U.S. homeowners and renters need stronger safety nets than existing social insurance programs provide to prevent housing insecurity during economic downturns, according to a new paper based on a study by Wharton real estate professor Benjamin Keys and co-authors at the University of Notre Dame and New York University.
In their paper “Bolstering the Housing Safety Net: The Promise of Automatic Stabilizers,” the authors propose policy reforms that could help people stay in their homes during times of economic distress and support affordable housing construction and rehabilitation.
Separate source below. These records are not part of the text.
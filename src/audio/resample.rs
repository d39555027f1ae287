//! Offline resampling of a decoded buffer to the target sample rate.
//!
//! Wraps rubato's `SincFixedIn<f32>` in a batch (non-realtime) rendering
//! pass. The contract is exact: for a source of `n` frames at rate `r`,
//! the output has `ceil(n * target / r)` frames per channel, matching the
//! duration-based frame count of an offline rendering context.
//!
//! The sinc stage has an inherent output delay; the pass feeds the whole
//! source (zero-padding the final block), flushes the filter tail, trims
//! the reported delay from the front, and takes exactly the expected frame
//! count. A source already at the target rate bypasses the stage entirely,
//! so a no-op resample introduces no distortion.

use rubato::{
    Resampler, SincFixedIn, SincInterpolationParameters, SincInterpolationType, WindowFunction,
};

use crate::audio::normalizer::AudioError;
use crate::audio::SourceAudio;

/// Block size fed to the sinc stage per process call.
const RENDER_CHUNK_FRAMES: usize = 1024;

/// Number of frames the output must contain for the given source.
pub fn expected_frames(source_frames: usize, source_rate: u32, target_rate: u32) -> usize {
    (source_frames as f64 * target_rate as f64 / source_rate as f64).ceil() as usize
}

/// Render `source` into a new buffer at `target_rate`, preserving channels.
pub fn render_offline(source: &SourceAudio, target_rate: u32) -> Result<SourceAudio, AudioError> {
    if target_rate == 0 {
        return Err(AudioError::Render(
            "target sample rate must be > 0".to_string(),
        ));
    }

    // Identity pass: same rate in and out, sample data untouched.
    if source.sample_rate() == target_rate {
        return Ok(source.clone());
    }

    let channel_count = source.channel_count();
    let frames = source.frames();
    let expected = expected_frames(frames, source.sample_rate(), target_rate);

    if frames == 0 {
        let empty = vec![Vec::new(); channel_count];
        return SourceAudio::new(target_rate, empty).map_err(AudioError::Render);
    }

    let ratio = target_rate as f64 / source.sample_rate() as f64;
    let params = SincInterpolationParameters {
        sinc_len: 256,
        f_cutoff: 0.95,
        interpolation: SincInterpolationType::Linear,
        oversampling_factor: 256,
        window: WindowFunction::BlackmanHarris2,
    };
    let mut resampler =
        SincFixedIn::<f32>::new(ratio, 2.0, params, RENDER_CHUNK_FRAMES, channel_count)
            .map_err(|e| AudioError::Render(format!("failed to create resampler: {e}")))?;

    let delay = resampler.output_delay();
    let mut rendered: Vec<Vec<f32>> = (0..channel_count)
        .map(|_| Vec::with_capacity(expected + delay))
        .collect();

    // Feed the full source in fixed-size blocks, zero-padding the last one.
    let mut pos = 0;
    while pos < frames {
        let need = resampler.input_frames_next();
        let end = (pos + need).min(frames);
        let block: Vec<Vec<f32>> = source
            .channels()
            .iter()
            .map(|channel| {
                let mut chunk = channel[pos..end].to_vec();
                chunk.resize(need, 0.0);
                chunk
            })
            .collect();

        let out = resampler
            .process(&block, None)
            .map_err(|e| AudioError::Render(format!("resampling failed: {e}")))?;
        for (collected, channel_out) in rendered.iter_mut().zip(out) {
            collected.extend_from_slice(&channel_out);
        }
        pos += need;
    }

    // Flush the filter tail until the delay plus every expected frame is out.
    while rendered[0].len() < delay + expected {
        let out = resampler
            .process_partial(None::<&[Vec<f32>]>, None)
            .map_err(|e| AudioError::Render(format!("resampler flush failed: {e}")))?;
        if out.first().map_or(true, |c| c.is_empty()) {
            break;
        }
        for (collected, channel_out) in rendered.iter_mut().zip(out) {
            collected.extend_from_slice(&channel_out);
        }
    }

    let channels: Vec<Vec<f32>> = rendered
        .into_iter()
        .map(|collected| {
            let mut trimmed: Vec<f32> =
                collected.into_iter().skip(delay).take(expected).collect();
            trimmed.resize(expected, 0.0);
            trimmed
        })
        .collect();

    SourceAudio::new(target_rate, channels).map_err(AudioError::Render)
}

#[cfg(test)]
mod tests {
    use super::*;

    fn sine(rate: u32, frames: usize, freq: f32, amplitude: f32) -> Vec<f32> {
        (0..frames)
            .map(|i| amplitude * (2.0 * std::f32::consts::PI * freq * i as f32 / rate as f32).sin())
            .collect()
    }

    #[test]
    fn test_expected_frames() {
        assert_eq!(expected_frames(8000, 8000, 16000), 16000);
        assert_eq!(expected_frames(44100, 44100, 16000), 16000);
        // 0.5s at 44.1kHz: ceil(22050 * 16000 / 44100) = 8000
        assert_eq!(expected_frames(22050, 44100, 16000), 8000);
        // Non-integral: ceil(1000 * 16000 / 44100) = ceil(362.8...) = 363
        assert_eq!(expected_frames(1000, 44100, 16000), 363);
        assert_eq!(expected_frames(0, 44100, 16000), 0);
    }

    #[test]
    fn test_upsample_8k_to_16k_exact_frame_count() {
        let source = SourceAudio::new(8000, vec![sine(8000, 8000, 440.0, 1.0)]).unwrap();
        let out = render_offline(&source, 16000).unwrap();
        assert_eq!(out.sample_rate(), 16000);
        assert_eq!(out.channel_count(), 1);
        assert_eq!(out.frames(), 16000);
    }

    #[test]
    fn test_downsample_44k_to_16k_exact_frame_count() {
        let source = SourceAudio::new(44100, vec![sine(44100, 22050, 440.0, 0.8)]).unwrap();
        let out = render_offline(&source, 16000).unwrap();
        assert_eq!(out.frames(), 8000);
    }

    #[test]
    fn test_same_rate_is_identity() {
        let samples = sine(16000, 1600, 440.0, 0.5);
        let source = SourceAudio::new(16000, vec![samples.clone()]).unwrap();
        let out = render_offline(&source, 16000).unwrap();
        assert_eq!(out.channels()[0], samples);
    }

    #[test]
    fn test_channel_count_preserved() {
        let left = sine(48000, 4800, 440.0, 0.6);
        let right = sine(48000, 4800, 880.0, 0.6);
        let source = SourceAudio::new(48000, vec![left, right]).unwrap();
        let out = render_offline(&source, 16000).unwrap();
        assert_eq!(out.channel_count(), 2);
        assert_eq!(out.frames(), 1600);
    }

    #[test]
    fn test_empty_source() {
        let source = SourceAudio::new(44100, vec![Vec::new()]).unwrap();
        let out = render_offline(&source, 16000).unwrap();
        assert_eq!(out.frames(), 0);
        assert_eq!(out.sample_rate(), 16000);
    }

    #[test]
    fn test_zero_target_rate_is_render_error() {
        let source = SourceAudio::new(8000, vec![vec![0.0; 100]]).unwrap();
        assert!(matches!(
            render_offline(&source, 0),
            Err(AudioError::Render(_))
        ));
    }

    #[test]
    fn test_resampled_signal_is_not_silence() {
        // A full-scale sine must survive resampling with comparable energy.
        let source = SourceAudio::new(8000, vec![sine(8000, 8000, 440.0, 1.0)]).unwrap();
        let out = render_offline(&source, 16000).unwrap();
        let peak = out.channels()[0]
            .iter()
            .fold(0.0f32, |acc, s| acc.max(s.abs()));
        assert!(peak > 0.8, "peak amplitude collapsed to {peak}");
    }
}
Those reforms would complement and fill gaps in existing social insurance programs.
The authors have designed their proposals to incorporate three features: automatic mechanisms that respond to triggers such as increased joblessness; flexibility to adjust the degree of assistance to granular variations in local unemployment trends; and counter-cyclicality, where the size of programs expand or contract in sync with economic cycles and the degree of hardships households face.
“Many elements of existing safety nets are incomplete or insufficient to prevent people from facing housing instability like eviction or foreclosure,” says Keys. “Programs for unemployment insurance and food and nutrition programs correspond very sharply to downturns because of the eligibility rules; when more people are eligible, more people qualify for those benefits. We don’t have that same flexibility and counter-cyclicality built in the system for housing-related assistance.”